QUICKLY.--A l'ouvrage, à l'ouvrage; esprits, parcourez le château de Windsor, en dedans et en dehors. Fées, répandez les dons du bonheur dans chacune de ses salles sacrées; que jusqu'au jour du jugement il demeure entier autant que magnifique, digne de son possesseur, et son possesseur digne de lui. Nettoyez avec le parfum du baume et des fleurs les plus précieuses les siéges destinés aux différentes dignités de l'ordre, les statues ornées, les cottes d'armes, et les écussons à jamais sanctifiés par les plus loyales armoiries. Et pendant la nuit, fées des prairies, ayez soin, en chantant, de former un cercle semblable à celui de la Jarretière. Que l'endroit qui en portera l'empreinte devienne d'un vert plus frais et plus fertile que celui d'aucune des prairies qu'on ait jamais pu voir. _Honni soit qui mal y pense_ y sera écrit par vous, en touffes de couleur d'émeraude, en fleurs incarnates bleues et blanches, semblables aux saphirs, aux perles et à la riche broderie qui s'attache au-dessous du genou fléchissant de cette brillante chevalerie. Les fées écrivent en caractères de fleurs. Allez, dispersez-vous, mais n'oublions pas la danse d'usage que nous devons former autour du chêne de Herne jusqu'à ce que l'horloge ait sonné une heure.

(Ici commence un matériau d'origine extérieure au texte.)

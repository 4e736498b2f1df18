//! The console device inode.
//!
//! Backs descriptors 0/1/2 of every process. Writes land on the
//! framebuffer console (and the serial log, for capture); reads poll
//! the keyboard until a newline or the buffer fills, echoing as they
//! go.

extern crate alloc;

use alloc::sync::Arc;
use alloc::vec::Vec;

use crate::drivers::{fbcon, i8042};
use crate::kprint;

use super::{DirEntry, FsError, Inode, InodeType, Mode};

/// The console character device.
pub struct ConsoleInode;

/// Creates a handle to the console device.
#[must_use]
pub fn console() -> Arc<dyn Inode> {
    Arc::new(ConsoleInode)
}

impl Inode for ConsoleInode {
    fn kind(&self) -> InodeType {
        InodeType::CharDevice
    }

    fn size(&self) -> usize {
        0
    }

    fn mode(&self) -> Mode {
        Mode(0o666)
    }

    fn read(&self, _offset: usize, buf: &mut [u8]) -> Result<usize, FsError> {
        let mut n = 0;
        while n < buf.len() {
            let mut ch = i8042::read_char();
            if ch == b'\r' {
                ch = b'\n';
            }
            // Echo, translating backspace into erase.
            if ch == 0x08 {
                if n > 0 {
                    n -= 1;
                    fbcon::write_str("\x08 \x08");
                }
                continue;
            }
            buf[n] = ch;
            n += 1;
            let echo = [ch];
            if let Ok(s) = core::str::from_utf8(&echo) {
                fbcon::write_str(s);
            }
            if ch == b'\n' {
                break;
            }
        }
        Ok(n)
    }

    fn write(&self, _offset: usize, buf: &[u8]) -> Result<usize, FsError> {
        // User-visible bytes go to the terminal; kprint! also mirrors
        // them to the serial log for capture.
        match core::str::from_utf8(buf) {
            Ok(s) => kprint!("{s}"),
            Err(_) => {
                for &byte in buf {
                    let printable = [if byte.is_ascii() { byte } else { b'?' }];
                    if let Ok(s) = core::str::from_utf8(&printable) {
                        kprint!("{s}");
                    }
                }
            }
        }
        Ok(buf.len())
    }

    fn lookup(&self, _name: &str) -> Result<Arc<dyn Inode>, FsError> {
        Err(FsError::NotADirectory)
    }

    fn readdir(&self) -> Result<Vec<DirEntry>, FsError> {
        Err(FsError::NotADirectory)
    }
}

EVANS.--Je vous prie, prenons-nous les mains dans l'ordre accoutumé; vingt vers luisants nous serviront de lanternes pour conduire notre danse autour de l'arbre. Mais arrêtez, je sens un homme de la moyenne terre.
FALSTAFF.--Que les cieux me défendent de ce lutin gallois! il me changerait en un morceau de fromage.
EVANS.--Vil insecte, tu as été rejeté dès ta naissance.
QUICKLY.--Que le feu d'épreuve touche le bout de son doigt; s'il est chaste, la flamme retournera en arrière et il n'en sentira aucune douleur; mais s'il tressaille, sa chair renferme un coeur corrompu.
PISTOL.--A l'épreuve, venez!
EVANS.--Venez voir si son bois prendra feu.
(Ils le brûlent avec leurs flambeaux.)
FALSTAFF.--Oh! oh! oh!
QUICKLY.--Corrompu, corrompu, souillé de mauvais désirs! Fées, entourez-le; que vos chants lui reprochent sa honte; et, en tournant, pincez-le en cadence.
EVANS.--Cela est juste; il est plein de vices et d'iniquités.
(Chant.)
Honte aux coupables désirs, Honte à l'impureté et à la luxure: La luxure est un feu Allumé dans le sang par l'incontinence des désirs du coeur; Ses flammes s'élèvent insolemment, Excitées par la pensée, et aspirent toujours plus haut. Pincez-le, fées, toutes ensemble; Pincez-le pour punir son infamie; Pincez-le, brûlez-le, tournez autour de lui, Jusqu'à ce que vos flambeaux, la lumière des étoiles Et le clair de lune aient cessé de briller.
(Durant ce chant, les fées pincent Falstaff. Le docteur Caius arrive d'un côté et enlève une des fées habillée de vert; Slender vient par une autre route, enlève une des fées vêtue de blanc; puis Fenton survient et s'échappe avec Anne Page. Un bruit de chasse se fait entendre derrière le théâtre; toutes les fées s'enfuient. Falstaff arrache ses cornes et se relève.)